Religion ‘a form of child abuse’ ~ Films compare Moses to Hitler and claim God is racist

Paul Hutcheon




CONTROVERSIAL scientist Richard Dawkins will assert tomorrow evening that religion is a “virus” that amounts to child abuse.
The new two-part series, to be shown on Channel 4, will compare Moses to Hitler and claim that God is racist. It will also argue that religion is a “backward belief system” responsible for terrorism.

The controversial films, which were produced by IWC creative director Alan Clements and written by Dawkins, are a polemic against faith and a stout defence of science.

Entitled The Root Of All Evil, the series shows Dawkins visiting theological hot-spots in Lourdes, Colorado Springs, the al-Axa mosque and an English faith school. In each case the presenter, who is an atheist, attempts to show that religion is an “elephant in the room” trying to subvert reason.

In the first film, The God Delusion, Dawkins claims that Lourdes, a Catholic pilgrimage destination in France, symbolises a belief system based on “delusion”. “If you want to experience the mediaeval rituals of faith, the candle light, the incense, music, important-sounding dead languages, nobody does it better than the Catholics,” he says.

Dawkins then travels to the New Life Church in Colorado Springs, where he hits out at the influence of “Christian fascism” and “an American Taliban”.

This is followed by an interview with Yousef al-Khattab, an American-born Jew turned fundamentalist Muslim, who clashes with Dawkins after saying he hates atheists.

In the second film, The Virus of Faith, Dawkins turns his attention to the effect he believes religion has on young people. “Innocent children are being saddled with demonstrable falsehoods,” he says.

More controversially, he states “sectarian religious schools” have been “deeply damaging” to generations of children. “It’s time to question the abuse of childhood innocence with superstitious ideas of hellfire and damnation ,” he says. “Isn’t it weird the way we automatically label a tiny child with its parents’ religion?”

Dawkins also questions the fundamental tenets of Christianity. On the idea of a spiritual creator, he says: “The God of the Old Testament has got to be the most unpleasant character in all fiction: jealous, and proud of it, petty, vindictive, unjust, unforgiving, racist.”

The author of The Selfish Gene then criticises Abraham, compares Moses to Hitler and Saddam Hussein, before calling the New Testament “St Paul’s nasty, sado-masochistic doctrine of atonement for original sin”.

The films are set to be controversial because Dawkins has made no attempt to disguise his contempt for religion.

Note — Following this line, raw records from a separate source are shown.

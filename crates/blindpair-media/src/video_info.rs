//! FFprobe video information.

use serde::{Deserialize, Serialize};
use std::path::Path;
use std::process::Stdio;
use tokio::process::Command;

use crate::command::check_ffprobe;
use crate::error::{MediaError, MediaResult};

/// Video file information.
#[derive(Debug, Clone, PartialEq, Serialize, Deserialize)]
pub struct VideoInfo {
    /// Duration in seconds
    pub duration: f64,
    /// Width in pixels
    pub width: u32,
    /// Height in pixels
    pub height: u32,
    /// Frame rate (fps)
    pub fps: f64,
    /// Video codec
    pub codec: String,
    /// Whether an audio stream is present
    pub has_audio: bool,
}

/// FFprobe JSON output format.
#[derive(Debug, Deserialize)]
struct FfprobeOutput {
    #[serde(default)]
    format: Option<FfprobeFormat>,
    #[serde(default)]
    streams: Vec<FfprobeStream>,
}

#[derive(Debug, Deserialize)]
struct FfprobeFormat {
    duration: Option<String>,
}

#[derive(Debug, Deserialize)]
struct FfprobeStream {
    codec_type: String,
    codec_name: Option<String>,
    width: Option<u32>,
    height: Option<u32>,
    duration: Option<String>,
    r_frame_rate: Option<String>,
    avg_frame_rate: Option<String>,
}

/// Read dimensions, duration and audio presence with ffprobe.
pub async fn read_video_info(path: impl AsRef<Path>) -> MediaResult<VideoInfo> {
    let path = path.as_ref();

    if !path.exists() {
        return Err(MediaError::FileNotFound(path.to_path_buf()));
    }

    check_ffprobe()?;

    let output = Command::new("ffprobe")
        .args([
            "-v",
            "quiet",
            "-print_format",
            "json",
            "-show_format",
            "-show_streams",
        ])
        .arg(path)
        .stdin(Stdio::null())
        .stdout(Stdio::piped())
        .stderr(Stdio::piped())
        .output()
        .await?;

    if !output.status.success() {
        return Err(MediaError::FfprobeFailed {
            message: format!("FFprobe failed for {}", path.display()),
            stderr: Some(String::from_utf8_lossy(&output.stderr).to_string()),
        });
    }

    parse_stream_info(&output.stdout)
}

/// Parse ffprobe's JSON into `VideoInfo`.
///
/// The first video stream supplies dimensions; a missing stream or zero
/// dimension is an invalid video.
pub fn parse_stream_info(json: &[u8]) -> MediaResult<VideoInfo> {
    let parsed: FfprobeOutput = serde_json::from_slice(json)?;

    let video_stream = parsed
        .streams
        .iter()
        .find(|s| s.codec_type == "video")
        .ok_or_else(|| MediaError::invalid_video("No video stream found"))?;

    let width = video_stream.width.unwrap_or(0);
    let height = video_stream.height.unwrap_or(0);
    if width == 0 || height == 0 {
        return Err(MediaError::invalid_video(format!(
            "Could not get video dimensions ({}x{})",
            width, height
        )));
    }

    // Container duration first, stream duration as fallback
    let duration = parsed
        .format
        .as_ref()
        .and_then(|f| f.duration.as_ref())
        .or(video_stream.duration.as_ref())
        .and_then(|d| d.parse::<f64>().ok())
        .unwrap_or(0.0);

    let fps = video_stream
        .avg_frame_rate
        .as_ref()
        .or(video_stream.r_frame_rate.as_ref())
        .and_then(|r| parse_frame_rate(r))
        .unwrap_or(30.0);

    Ok(VideoInfo {
        duration,
        width,
        height,
        fps,
        codec: video_stream.codec_name.clone().unwrap_or_default(),
        has_audio: parsed.streams.iter().any(|s| s.codec_type == "audio"),
    })
}

/// Parse frame rate string (e.g., "30/1" or "29.97").
fn parse_frame_rate(s: &str) -> Option<f64> {
    if let Some((num, den)) = s.split_once('/') {
        let num: f64 = num.parse().ok()?;
        let den: f64 = den.parse().ok()?;
        if den > 0.0 {
            return Some(num / den);
        }
        return None;
    }
    s.parse().ok()
}

#[cfg(test)]
mod tests {
    use super::*;

    #[test]
    fn test_parse_frame_rate() {
        assert!((parse_frame_rate("30/1").unwrap() - 30.0).abs() < 0.01);
        assert!((parse_frame_rate("30000/1001").unwrap() - 29.97).abs() < 0.01);
        assert!((parse_frame_rate("29.97").unwrap() - 29.97).abs() < 0.01);
        assert!(parse_frame_rate("0/0").is_none());
    }

    #[test]
    fn test_parse_stream_info() {
        let json = br#"{
            "streams": [
                {"codec_type": "video", "codec_name": "h264", "width": 832, "height": 480,
                 "avg_frame_rate": "16/1"},
                {"codec_type": "audio", "codec_name": "aac"}
            ],
            "format": {"duration": "30.5"}
        }"#;
        let info = parse_stream_info(json).unwrap();
        assert_eq!(info.width, 832);
        assert_eq!(info.height, 480);
        assert!((info.duration - 30.5).abs() < 1e-9);
        assert!((info.fps - 16.0).abs() < 1e-9);
        assert!(info.has_audio);
    }

    #[test]
    fn test_missing_video_stream() {
        let json = br#"{"streams": [{"codec_type": "audio"}], "format": {}}"#;
        assert!(matches!(
            parse_stream_info(json),
            Err(MediaError::InvalidVideo(_))
        ));
    }

    #[test]
    fn test_zero_dimensions_rejected() {
        let json = br#"{"streams": [{"codec_type": "video", "width": 0, "height": 480}]}"#;
        assert!(parse_stream_info(json).is_err());
    }

    #[tokio::test]
    async fn test_missing_file() {
        let err = read_video_info("/nonexistent/video.mp4").await.unwrap_err();
        assert!(matches!(err, MediaError::FileNotFound(_)));
    }
}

They come at a time when Tony Blair has signalled his support for faith schools, while he has also backed new laws to outlaw religious hatred.

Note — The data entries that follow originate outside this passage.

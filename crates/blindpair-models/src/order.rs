//! Order sheet entries: which model was shown under which label.

use schemars::JsonSchema;
use serde::{Deserialize, Serialize};

use crate::error::{ModelError, ModelResult};
use crate::identity::Identity;
use crate::label::Label;
use crate::pair::ComparisonPair;

/// Separator between the identity and the label-A model.
pub const MODEL_A_SEPARATOR: &str = ": Model A = ";

/// Separator between the label-A model and the label-B model.
pub const MODEL_B_SEPARATOR: &str = ", Model B = ";

/// Ground-truth placement for one identity of one comparison pair.
///
/// Invariant: `{model_a, model_b}` is exactly `{pair.left, pair.right}`.
#[derive(Debug, Clone, PartialEq, Eq, Serialize, Deserialize, JsonSchema)]
pub struct OrderSheetEntry {
    pub identity: Identity,
    pub model_a: String,
    pub model_b: String,
}

impl OrderSheetEntry {
    /// Build the entry for a placement decision.
    ///
    /// `left_first` puts the pair's left model under label A.
    pub fn for_placement(pair: &ComparisonPair, identity: Identity, left_first: bool) -> Self {
        let (model_a, model_b) = if left_first {
            (pair.left.clone(), pair.right.clone())
        } else {
            (pair.right.clone(), pair.left.clone())
        };
        Self {
            identity,
            model_a,
            model_b,
        }
    }

    /// Model shown under `label`.
    pub fn model_for(&self, label: Label) -> &str {
        match label {
            Label::A => &self.model_a,
            Label::B => &self.model_b,
        }
    }

    /// Label under which `model` was shown, if it is part of this entry.
    pub fn label_of(&self, model: &str) -> Option<Label> {
        if self.model_a == model {
            Some(Label::A)
        } else if self.model_b == model {
            Some(Label::B)
        } else {
            None
        }
    }

    /// Whether the two assigned models are exactly the pair's models.
    pub fn matches_pair(&self, pair: &ComparisonPair) -> bool {
        (self.model_a == pair.left && self.model_b == pair.right)
            || (self.model_a == pair.right && self.model_b == pair.left)
    }

    /// Canonical text form: `<identity>: Model A = <name>, Model B = <name>`.
    pub fn to_line(&self) -> String {
        format!(
            "{}{}{}{}{}",
            self.identity, MODEL_A_SEPARATOR, self.model_a, MODEL_B_SEPARATOR, self.model_b
        )
    }

    /// Parse one entry line. Surrounding whitespace is ignored.
    pub fn parse_line(line: &str) -> ModelResult<Self> {
        let line = line.trim();
        let (identity, rest) = line
            .split_once(MODEL_A_SEPARATOR)
            .ok_or_else(|| ModelError::InvalidOrderLine(line.to_string()))?;
        let (model_a, model_b) = rest
            .split_once(MODEL_B_SEPARATOR)
            .ok_or_else(|| ModelError::InvalidOrderLine(line.to_string()))?;

        let model_a = model_a.trim();
        let model_b = model_b.trim();
        if model_a.is_empty() || model_b.is_empty() {
            return Err(ModelError::InvalidOrderLine(line.to_string()));
        }

        Ok(Self {
            identity: Identity::new(identity)?,
            model_a: model_a.to_string(),
            model_b: model_b.to_string(),
        })
    }
}

#[cfg(test)]
mod tests {
    use super::*;

    #[test]
    fn test_line_round_trip() {
        let entry = OrderSheetEntry::parse_line("v1: Model A = foo, Model B = bar").unwrap();
        assert_eq!(entry.identity.as_str(), "v1");
        assert_eq!(entry.model_a, "foo");
        assert_eq!(entry.model_b, "bar");
        assert_eq!(entry.to_line(), "v1: Model A = foo, Model B = bar");
    }

    #[test]
    fn test_identity_may_contain_colon() {
        let entry =
            OrderSheetEntry::parse_line("30s: clip.mp4: Model A = foo, Model B = bar").unwrap();
        assert_eq!(entry.identity.as_str(), "30s: clip.mp4");
    }

    #[test]
    fn test_rejects_non_entry_lines() {
        assert!(OrderSheetEntry::parse_line("Original Method A: deepsink").is_err());
        assert!(OrderSheetEntry::parse_line("v1: Model A = foo").is_err());
        assert!(OrderSheetEntry::parse_line("v1: Model A = , Model B = bar").is_err());
    }

    #[test]
    fn test_placement() {
        let pair = ComparisonPair::new("foo", "bar").unwrap();
        let id = Identity::new("v1").unwrap();

        let left_first = OrderSheetEntry::for_placement(&pair, id.clone(), true);
        assert_eq!(left_first.model_for(Label::A), "foo");
        assert_eq!(left_first.label_of("bar"), Some(Label::B));

        let right_first = OrderSheetEntry::for_placement(&pair, id, false);
        assert_eq!(right_first.model_for(Label::A), "bar");
        assert_eq!(right_first.label_of("foo"), Some(Label::B));
        assert!(right_first.matches_pair(&pair));
    }
}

It will also be controversial as the series was produced by Clements, who is married to BBC journalist Kirsty Wark. The Newsnight presenter caused a storm in 2002 when she called on head teachers to question the separate funding of Catholic schools.

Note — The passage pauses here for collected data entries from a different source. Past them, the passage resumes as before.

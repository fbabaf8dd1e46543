//! Model output collections.

use std::collections::BTreeMap;
use std::path::{Path, PathBuf};
use tracing::{debug, warn};

use blindpair_models::identity::is_video_filename;
use blindpair_models::Identity;

use crate::error::{MediaError, MediaResult};

/// The outputs of one model, addressable by identity.
pub trait VideoCollection: Send + Sync {
    /// Model name of this collection.
    fn model(&self) -> &str;

    /// All identities present, sorted.
    fn identities(&self) -> Vec<Identity>;

    /// Location of the output for `identity`.
    fn locate(&self, identity: &Identity) -> Option<PathBuf>;
}

/// A flat directory of video files, one per identity (`<identity>.<ext>`).
#[derive(Debug, Clone)]
pub struct DirectoryCollection {
    model: String,
    root: PathBuf,
    files: BTreeMap<Identity, PathBuf>,
}

impl DirectoryCollection {
    /// Scan `root` for video files.
    ///
    /// When two files share a stem (`clip.mp4`, `clip.mov`) the first in
    /// name order is kept.
    pub fn scan(model: impl Into<String>, root: impl AsRef<Path>) -> MediaResult<Self> {
        let model = model.into();
        let root = root.as_ref().to_path_buf();
        if !root.is_dir() {
            return Err(MediaError::DirectoryNotFound(root));
        }

        let mut names = Vec::new();
        for entry in std::fs::read_dir(&root)? {
            let entry = entry?;
            if !entry.file_type()?.is_file() {
                continue;
            }
            let name = entry.file_name().to_string_lossy().to_string();
            if is_video_filename(&name) {
                names.push(name);
            }
        }
        names.sort();

        let mut files = BTreeMap::new();
        for name in names {
            let identity = match Identity::from_filename(&name) {
                Ok(id) => id,
                Err(e) => {
                    warn!(model = %model, file = %name, error = %e, "Skipping unusable file name");
                    continue;
                }
            };
            if files.contains_key(&identity) {
                warn!(model = %model, file = %name, "Duplicate identity, keeping first file");
                continue;
            }
            files.insert(identity, root.join(&name));
        }

        debug!(model = %model, root = %root.display(), videos = files.len(), "Scanned collection");
        Ok(Self { model, root, files })
    }

    pub fn root(&self) -> &Path {
        &self.root
    }

    pub fn len(&self) -> usize {
        self.files.len()
    }

    pub fn is_empty(&self) -> bool {
        self.files.is_empty()
    }
}

impl VideoCollection for DirectoryCollection {
    fn model(&self) -> &str {
        &self.model
    }

    fn identities(&self) -> Vec<Identity> {
        self.files.keys().cloned().collect()
    }

    fn locate(&self, identity: &Identity) -> Option<PathBuf> {
        self.files.get(identity).cloned()
    }
}

#[cfg(test)]
mod tests {
    use super::*;
    use tempfile::TempDir;

    #[test]
    fn test_scan_lists_videos_by_stem() {
        let dir = TempDir::new().unwrap();
        for name in ["b.mp4", "a.mp4", "notes.txt", "a.mov"] {
            std::fs::write(dir.path().join(name), b"x").unwrap();
        }
        std::fs::create_dir(dir.path().join("nested.mp4")).unwrap();

        let collection = DirectoryCollection::scan("foo", dir.path()).unwrap();
        let ids: Vec<String> = collection
            .identities()
            .into_iter()
            .map(|i| i.0)
            .collect();
        assert_eq!(ids, vec!["a", "b"]);
        assert_eq!(collection.model(), "foo");

        // "a.mov" sorts before "a.mp4"
        let located = collection.locate(&Identity::new("a").unwrap()).unwrap();
        assert_eq!(located.file_name().unwrap(), "a.mov");
        assert!(collection.locate(&Identity::new("c").unwrap()).is_none());
    }

    #[test]
    fn test_missing_directory() {
        let err = DirectoryCollection::scan("foo", "/no/such/dir").unwrap_err();
        assert!(matches!(err, MediaError::DirectoryNotFound(_)));
    }
}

Clements said : “ Programmes like this need to be made and watched. But I can’t take credit for the philosophy of it and the way it’s expressed.”

John Deighan, a spokesman for the Catholic Church, hit out at the programme’s denunciation of religion: “Dawkins is well known for his vitriolic attacks on faith, and I think faith has withstood his attacks. He really is going beyond his abilities as a scientist when he starts to venture into the field of philosophy and theology. He is the guy with demonstrable problems,” he said.

Mike Judge, of the Christian Institute, accused Dawkins of deliberately trying to be offensive. He said: “These comments are meant to be inflammatory and don’t bear any relation to the facts. Even today, church schools are over-subscribed. He’s prejudiced.”